Admite-se, assim, que um costume de épocas arcaicas assume em caráter jurídico na medida em que, constrangendo,garante o cumprimento das normas de comportamento.[14: GILISSEN, John. John. Introdução histórica ao direito. Lisboa: Fundação Calouste Gulbenkian, 1988.]
Ainda, seguindo as incursões históricas do erudito pesquisador belga, cabe mencionar urna breve passagem pela questão das fontes do direito entre as sociedades sem escrita. Do pouco que se sabe e que, com certeza, pode-se apontar, é que as fontes jurídicas primitivas são poucas, resumindo-se, na maioria das vezes, aos costumes, aos preceitos verbais, às decisões pela tradição, etc.
No que concerne aos costumes, há de se reconhecer corno a fonte mais importante e mais antiga do direito, manifestação que se comprova por ser a expressão direta, cotidiana e habitual dos membros de um dado grupo social. Novamente, aqui, a religião aparece como fenômeno determinante, na medida em que o receio e a ameaça permanente dos poderes sobrenaturais é que garante o rígido cumprimento dos costumes.[15: GILISSEN, John. Op. cit., p. 37.]
Neste quadro, colocam-se, igualmente, certos preceitos verbais, não escritos proferidos por chefes de tribos ou de clãs, que se impõem pela autoridade e pelo respeito que desfrutam.
Trata-se de verdadeiras leis ainda que não escritas, repousando no prestígio daqueles que detêm o poder e o conhecimento.
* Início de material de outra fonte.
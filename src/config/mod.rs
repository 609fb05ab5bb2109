
use anyhow::{Context, Result};
use serde::{Deserialize, Serialize};
use std::fs;
use std::path::{Path, PathBuf};
use thiserror::Error;
use url::Url;

use crate::chunker::ChunkingConfig;

pub const DEFAULT_EMBEDDING_DIMENSION: u32 = 1536;

#[derive(Debug, Clone, Serialize, Deserialize, PartialEq)]
pub struct Config {
    #[serde(default)]
    pub ocr: OcrConfig,
    #[serde(default)]
    pub embedding: EmbeddingConfig,
    #[serde(default)]
    pub generation: GenerationConfig,
    #[serde(default)]
    pub chunking: ChunkingConfig,
    #[serde(default)]
    pub vector: VectorConfig,
    #[serde(skip)]
    pub base_dir: PathBuf,
}

#[derive(Debug, Clone, Serialize, Deserialize, PartialEq)]
#[serde(default)]
pub struct OcrConfig {
    pub base_url: String,
    pub api_key: String,
    pub model: String,
}

impl Default for OcrConfig {
    fn default() -> Self {
        Self {
            base_url: "https://api.mistral.ai".to_string(),
            api_key: String::new(),
            model: "mistral-ocr-latest".to_string(),
        }
    }
}

#[derive(Debug, Clone, Serialize, Deserialize, PartialEq)]
#[serde(default)]
pub struct EmbeddingConfig {
    pub base_url: String,
    pub api_key: String,
    pub model: String,
    pub batch_size: u32,
    pub dimension: u32,
}

impl Default for EmbeddingConfig {
    fn default() -> Self {
        Self {
            base_url: "https://api.openai.com".to_string(),
            api_key: String::new(),
            model: "text-embedding-3-small".to_string(),
            batch_size: 64,
            dimension: DEFAULT_EMBEDDING_DIMENSION,
        }
    }
}

#[derive(Debug, Clone, Serialize, Deserialize, PartialEq)]
#[serde(default)]
pub struct GenerationConfig {
    pub base_url: String,
    pub api_key: String,
    pub model: String,
    pub temperature: f32,
}

impl Default for GenerationConfig {
    fn default() -> Self {
        Self {
            base_url: "https://api.cerebras.ai".to_string(),
            api_key: String::new(),
            model: "llama-3.3-70b".to_string(),
            temperature: 0.7,
        }
    }
}

#[derive(Debug, Clone, Serialize, Deserialize, PartialEq)]
#[serde(default)]
pub struct VectorConfig {
    pub collection: String,
}

impl Default for VectorConfig {
    fn default() -> Self {
        Self {
            collection: "clinical_documents".to_string(),
        }
    }
}

#[derive(Debug, Error)]
pub enum ConfigError {
    #[error("Invalid URL format: {0}")]
    InvalidUrl(String),
    #[error("Invalid model name: {0} (cannot be empty)")]
    InvalidModel(String),
    #[error("Invalid batch size: {0} (must be between 1 and 1000)")]
    InvalidBatchSize(u32),
    #[error("Invalid embedding dimension: {0} (must be between 64 and 4096)")]
    InvalidEmbeddingDimension(u32),
    #[error("Invalid chunk size: {0} (must be between 50 and 8192 tokens)")]
    InvalidChunkSize(usize),
    #[error("Chunk overlap ({0}) must be smaller than chunk size ({1})")]
    OverlapExceedsChunkSize(usize, usize),
    #[error("Invalid temperature: {0} (must be between 0.0 and 2.0)")]
    InvalidTemperature(f32),
    #[error("Invalid collection name: {0:?} (cannot be empty)")]
    InvalidCollection(String),
    #[error("IO error: {0}")]
    Io(#[from] std::io::Error),
    #[error("TOML parsing error: {0}")]
    TomlParse(#[from] toml::de::Error),
    #[error("TOML serialization error: {0}")]
    TomlSerialize(#[from] toml::ser::Error),
}

impl Config {
    #[inline]
    pub fn load<P: AsRef<Path>>(config_dir: P) -> Result<Self> {
        let config_path = config_dir.as_ref().join("config.toml");

        if !config_path.exists() {
            return Ok(Self {
                base_dir: config_dir.as_ref().to_path_buf(),
                ..Self::default()
            });
        }

        let content = fs::read_to_string(&config_path)
            .with_context(|| format!("Failed to read config file: {}", config_path.display()))?;

        let mut config: Config = toml::from_str(&content)
            .with_context(|| format!("Failed to parse config file: {}", config_path.display()))?;
        config.base_dir = config_dir.as_ref().to_path_buf();

        config
            .validate()
            .with_context(|| "Configuration validation failed")?;

        Ok(config)
    }

    #[inline]
    pub fn save(&self) -> Result<()> {
        self.validate()
            .context("Configuration validation failed before saving")?;

        fs::create_dir_all(&self.base_dir).with_context(|| {
            format!(
                "Failed to create config directory: {}",
                self.base_dir.display()
            )
        })?;

        let config_path = self.base_dir.join("config.toml");
        let content = toml::to_string_pretty(self).context("Failed to serialize config to TOML")?;

        fs::write(&config_path, content)
            .with_context(|| format!("Failed to write config file: {}", config_path.display()))?;

        Ok(())
    }

    #[inline]
    pub fn validate(&self) -> Result<(), ConfigError> {
        self.ocr.validate()?;
        self.embedding.validate()?;
        self.generation.validate()?;
        self.validate_chunking_config()?;

        if self.vector.collection.trim().is_empty() {
            return Err(ConfigError::InvalidCollection(self.vector.collection.clone()));
        }

        Ok(())
    }

    fn validate_chunking_config(&self) -> Result<(), ConfigError> {
        let config = &self.chunking;

        if !(50..=8192).contains(&config.chunk_size) {
            return Err(ConfigError::InvalidChunkSize(config.chunk_size));
        }

        if config.chunk_overlap >= config.chunk_size {
            return Err(ConfigError::OverlapExceedsChunkSize(
                config.chunk_overlap,
                config.chunk_size,
            ));
        }

        Ok(())
    }

    /// Get the directory where the vector store keeps its data
    #[inline]
    pub fn vector_database_path(&self) -> PathBuf {
        self.base_dir.join("vectors")
    }
}

impl OcrConfig {
    pub fn validate(&self) -> Result<(), ConfigError> {
        self.url()?;

        if self.model.trim().is_empty() {
            return Err(ConfigError::InvalidModel(self.model.clone()));
        }

        Ok(())
    }

    pub fn url(&self) -> Result<Url, ConfigError> {
        Url::parse(&self.base_url).map_err(|_| ConfigError::InvalidUrl(self.base_url.clone()))
    }
}

impl EmbeddingConfig {
    pub fn validate(&self) -> Result<(), ConfigError> {
        self.url()?;

        if self.model.trim().is_empty() {
            return Err(ConfigError::InvalidModel(self.model.clone()));
        }

        if self.batch_size == 0 || self.batch_size > 1000 {
            return Err(ConfigError::InvalidBatchSize(self.batch_size));
        }

        if !(64..=4096).contains(&self.dimension) {
            return Err(ConfigError::InvalidEmbeddingDimension(self.dimension));
        }

        Ok(())
    }

    pub fn url(&self) -> Result<Url, ConfigError> {
        Url::parse(&self.base_url).map_err(|_| ConfigError::InvalidUrl(self.base_url.clone()))
    }
}

impl GenerationConfig {
    pub fn validate(&self) -> Result<(), ConfigError> {
        self.url()?;

        if self.model.trim().is_empty() {
            return Err(ConfigError::InvalidModel(self.model.clone()));
        }

        if !(0.0..=2.0).contains(&self.temperature) {
            return Err(ConfigError::InvalidTemperature(self.temperature));
        }

        Ok(())
    }

    pub fn url(&self) -> Result<Url, ConfigError> {
        Url::parse(&self.base_url).map_err(|_| ConfigError::InvalidUrl(self.base_url.clone()))
    }
}

impl Default for Config {
    #[inline]
    fn default() -> Self {
        Self {
            ocr: OcrConfig::default(),
            embedding: EmbeddingConfig::default(),
            generation: GenerationConfig::default(),
            chunking: ChunkingConfig::default(),
            vector: VectorConfig::default(),
            base_dir: PathBuf::new(),
        }
    }
}
impl VectorIndex {
    /// Open (or create) the collection under the configured data directory.
    #[inline]
    pub async fn new(config: &Config) -> Result<Self> {
        let db_path = config.vector_database_path();
        debug!("Initializing vector index at path: {:?}", db_path);

        if let Some(parent) = db_path.parent() {
            std::fs::create_dir_all(parent).map_err(|e| {
                RagError::Index(format!("Failed to create vector database directory: {}", e))
            })?;
        }

        let uri = format!("file://{}", db_path.display());
        let connection = lancedb::connect(&uri)
            .execute()
            .await
            .map_err(|e| RagError::Index(format!("Failed to connect to LanceDB: {}", e)))?;

        let index = Self {
            connection,
            table_name: config.vector.collection.clone(),
            vector_dimension: config.embedding.dimension as usize,
        };

        index.ensure_collection().await?;

        info!(
            "Vector index ready: collection={}, dimension={}",
            index.table_name, index.vector_dimension
        );
        Ok(index)
    }

    /// Create the collection if missing, then make sure the filter columns
    /// are indexed. Idempotent.
    async fn ensure_collection(&self) -> Result<()> {
        let table_names = self
            .connection
            .table_names()
            .execute()
            .await
            .map_err(|e| RagError::Index(format!("Failed to list tables: {}", e)))?;

        if !table_names.contains(&self.table_name) {
            info!("Creating collection: {}", self.table_name);
            self.connection
                .create_empty_table(&self.table_name, self.schema())
                .execute()
                .await
                .map_err(|e| RagError::Index(format!("Failed to create collection: {}", e)))?;
        }

        self.ensure_scalar_indexes().await
    }

    /// Scalar BTree indexes on the ownership columns keep filtered search
    /// from scanning the whole collection.
    async fn ensure_scalar_indexes(&self) -> Result<()> {
        let table = self.open_table().await?;

        let row_count = table
            .count_rows(None)
            .await
            .map_err(|e| RagError::Index(format!("Failed to count rows: {}", e)))?;
        if row_count == 0 {
            // LanceDB cannot build an index over zero rows.
            debug!("Collection is empty, deferring scalar index creation");
            return Ok(());
        }

        for column in FILTER_COLUMNS {
            if let Err(e) = table.create_index(&[column], Index::Auto).execute().await {
                let message = e.to_string();
                if message.to_lowercase().contains("already exist") {
                    debug!("Scalar index on {} already exists", column);
                } else {
                    warn!("Failed to create scalar index on {}: {}", column, message);
                }
            }
        }

        Ok(())
    }

    fn schema(&self) -> Arc<Schema> {
        Arc::new(Schema::new(vec![
            Field::new("id", DataType::Utf8, false),
            Field::new(
                "vector",
                DataType::FixedSizeList(
                    Arc::new(Field::new("item", DataType::Float32, false)),
                    self.vector_dimension as i32,
                ),
                false,
            ),
            Field::new("document_id", DataType::Utf8, false),
            Field::new("document_name", DataType::Utf8, false),
            Field::new("subject_id", DataType::Utf8, false),
            Field::new("owner_organization", DataType::Utf8, false),
            Field::new("created_by", DataType::Utf8, false),
            Field::new("text", DataType::Utf8, false),
            Field::new("section_title", DataType::Utf8, true),
            Field::new("page_number", DataType::UInt32, true),
            Field::new("sequence_index", DataType::UInt32, false),
            Field::new("token_count", DataType::UInt32, false),
            Field::new("created_at", DataType::Utf8, false),
        ]))
    }

    async fn open_table(&self) -> Result<lancedb::Table> {
        self.connection
            .open_table(&self.table_name)
            .execute()
            .await
            .map_err(|e| RagError::Index(format!("Failed to open collection: {}", e)))
    }

    /// Replace all stored chunks for a document with a fresh set.
    ///
    /// Records and embeddings must be parallel slices. Existing rows for the
    /// same `document_id` are deleted first, so re-ingesting a document never
    /// duplicates it.
    #[inline]
    pub async fn index_document(
        &self,
        doc: &ParsedDocument,
        records: &[ChunkRecord],
        embeddings: &[Vec<f32>],
    ) -> Result<()> {
        if records.len() != embeddings.len() {
            return Err(RagError::Index(format!(
                "Chunk/embedding count mismatch: {} vs {}",
                records.len(),
                embeddings.len()
            )));
        }

        for (i, embedding) in embeddings.iter().enumerate() {
            if embedding.len() != self.vector_dimension {
                return Err(RagError::Index(format!(
                    "Embedding {} has dimension {}, expected {}",
                    i,
                    embedding.len(),
                    self.vector_dimension
                )));
            }
        }

        self.ensure_collection().await?;

        let document_id = records
            .first()
            .map_or(doc.id.as_str(), |r| r.document_id.as_str());
        let table = self.open_table().await?;

        // Delete-then-insert keyed on document_id keeps re-indexing idempotent.
        let predicate = format!("document_id = '{}'", escape_literal(document_id));
        table
            .delete(&predicate)
            .await
            .map_err(|e| RagError::Index(format!("Failed to delete existing chunks: {}", e)))?;

        if records.is_empty() {
            debug!("No chunks to index for document: {}", document_id);
            return Ok(());
        }

        let batch = self.create_record_batch(records, embeddings)?;
        let schema = batch.schema();
        let reader = RecordBatchIterator::new(std::iter::once(Ok(batch)), schema);
        table
            .add(reader)
            .execute()
            .await
            .map_err(|e| RagError::Index(format!("Failed to insert chunks: {}", e)))?;

        // First insert into a fresh collection unlocks index creation.
        self.ensure_scalar_indexes().await?;

        info!(
            "Indexed {} chunks for document: {}",
            records.len(),
            document_id
        );
        Ok(())
    }

    fn create_record_batch(
        &self,
        records: &[ChunkRecord],
        embeddings: &[Vec<f32>],
    ) -> Result<RecordBatch> {
        let len = records.len();

        let mut ids = Vec::with_capacity(len);
        let mut document_ids = Vec::with_capacity(len);
        let mut document_names = Vec::with_capacity(len);
        let mut subject_ids = Vec::with_capacity(len);
        let mut owner_organizations = Vec::with_capacity(len);
        let mut created_bys = Vec::with_capacity(len);
        let mut texts = Vec::with_capacity(len);
        let mut section_titles = Vec::with_capacity(len);
        let mut page_numbers = Vec::with_capacity(len);
        let mut sequence_indices = Vec::with_capacity(len);
        let mut token_counts = Vec::with_capacity(len);
        let mut created_ats = Vec::with_capacity(len);

        for record in records {
            // Row ids are regenerated on every write; identity lives in
            // (document_id, sequence_index).
            ids.push(Uuid::new_v4().to_string());
            document_ids.push(record.document_id.as_str());
            document_names.push(record.document_name.as_str());
            subject_ids.push(record.subject_id.as_str());
            owner_organizations.push(record.owner_organization.as_str());
            created_bys.push(record.created_by.as_str());
            texts.push(record.text.as_str());
            section_titles.push(record.section_title.as_deref());
            page_numbers.push(record.page_number);
            sequence_indices.push(record.sequence_index);
            token_counts.push(record.token_count);
            created_ats.push(record.created_at.as_str());
        }

        let mut flat_values = Vec::with_capacity(len * self.vector_dimension);
        for embedding in embeddings {
            flat_values.extend_from_slice(embedding);
        }
        let values_array = Float32Array::from(flat_values);
        let field = Arc::new(Field::new("item", DataType::Float32, false));
        let vector_array = FixedSizeListArray::try_new(
            field,
            self.vector_dimension as i32,
            Arc::new(values_array),
            None,
        )
        .map_err(|e| RagError::Index(format!("Failed to create vector array: {}", e)))?;

        let arrays: Vec<Arc<dyn Array>> = vec![
            Arc::new(StringArray::from(ids)),
            Arc::new(vector_array),
            Arc::new(StringArray::from(document_ids)),
            Arc::new(StringArray::from(document_names)),
            Arc::new(StringArray::from(subject_ids)),
            Arc::new(StringArray::from(owner_organizations)),
            Arc::new(StringArray::from(created_bys)),
            Arc::new(StringArray::from(texts)),
            Arc::new(StringArray::from(section_titles)),
            Arc::new(UInt32Array::from(page_numbers)),
            Arc::new(UInt32Array::from(sequence_indices)),
            Arc::new(UInt32Array::from(token_counts)),
            Arc::new(StringArray::from(created_ats)),
        ];

        RecordBatch::try_new(self.schema(), arrays)
            .map_err(|e| RagError::Index(format!("Failed to create record batch: {}", e)))
    }

    /// Similarity search scoped to a single subject.
    ///
    /// The subject filter is mandatory; `document_id` optionally narrows to
    /// one document. Results come back ordered by descending similarity. An
    /// empty result set is not an error.
    #[inline]
    pub async fn search(
        &self,
        query_vector: &[f32],
        subject_id: &str,
        limit: usize,
        document_id: Option<&str>,
    ) -> Result<Vec<ScoredChunk>> {
        if query_vector.len() != self.vector_dimension {
            return Err(RagError::Index(format!(
                "Query vector has dimension {}, expected {}",
                query_vector.len(),
                self.vector_dimension
            )));
        }

        debug!(
            "Searching collection for subject {} (limit: {})",
            subject_id, limit
        );

        self.ensure_collection().await?;

        let mut filter = format!("subject_id = '{}'", escape_literal(subject_id));
        if let Some(doc_id) = document_id {
            filter.push_str(&format!(
                " AND document_id = '{}'",
                escape_literal(doc_id)
            ));
        }

        let table = self.open_table().await?;
        let results = table
            .vector_search(query_vector)
            .map_err(|e| RagError::Index(format!("Failed to create vector search: {}", e)))?
            .column("vector")
            .distance_type(DistanceType::Cosine)
            .only_if(filter)
            .limit(limit)
            .execute()
            .await
            .map_err(|e| RagError::Index(format!("Failed to execute search: {}", e)))?;

        self.collect_scored_chunks(results).await
    }

    /// Up to `limit` stored chunks of one document, in sequence order.
    #[inline]
    pub async fn chunks_for_document(
        &self,
        document_id: &str,
        limit: usize,
    ) -> Result<Vec<ChunkRecord>> {
        let table = self.open_table().await?;
        let filter = format!("document_id = '{}'", escape_literal(document_id));

        let results = table
            .query()
            .only_if(filter)
            .limit(limit)
            .execute()
            .await
            .map_err(|e| RagError::Index(format!("Failed to query document chunks: {}", e)))?;

        let mut chunks: Vec<ChunkRecord> = self
            .collect_scored_chunks(results)
            .await?
            .into_iter()
            .map(|scored| scored.record)
            .collect();
        chunks.sort_by_key(|c| c.sequence_index);

        Ok(chunks)
    }

    /// Whether any stored chunk references the given document name.
    #[inline]
    pub async fn document_exists(&self, document_name: &str) -> Result<bool> {
        let table = self.open_table().await?;
        let filter = format!("document_name = '{}'", escape_literal(document_name));

        let count = table
            .count_rows(Some(filter))
            .await
            .map_err(|e| RagError::Index(format!("Failed to count document chunks: {}", e)))?;

        Ok(count > 0)
    }

    /// Total number of chunk rows in the collection.
    #[inline]
    pub async fn count_chunks(&self) -> Result<u64> {
        let table = self.open_table().await?;
        let count = table
            .count_rows(None)
            .await
            .map_err(|e| RagError::Index(format!("Failed to count rows: {}", e)))?;

        Ok(count as u64)
    }

    async fn collect_scored_chunks(
        &self,
        mut results: lancedb::arrow::SendableRecordBatchStream,
    ) -> Result<Vec<ScoredChunk>> {
        let mut chunks = Vec::new();

        while let Some(batch) = results
            .try_next()
            .await
            .map_err(|e| RagError::Index(format!("Failed to read result stream: {}", e)))?
        {
            chunks.extend(parse_chunk_batch(&batch)?);
        }

        debug!("Collected {} chunks from result stream", chunks.len());
        Ok(chunks)
    }
}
Por fim, parece significativo mencionar, como fonte criadora de preceituações jurídicas nas sociedades arcaicas, certas decisões reiteradas utilizadas pelos chefes ou anciãos das comunidades autóctones para resolver conflitos do mesmo tipo. Conjuntamente ao que designa de “precedente judiciário”, Gilissen acrescenta também os procedimentos orais propagados por gerações corno os “provérbios e adágios”.[16: GILISSEN, John. Op. cit., p. 37-38.]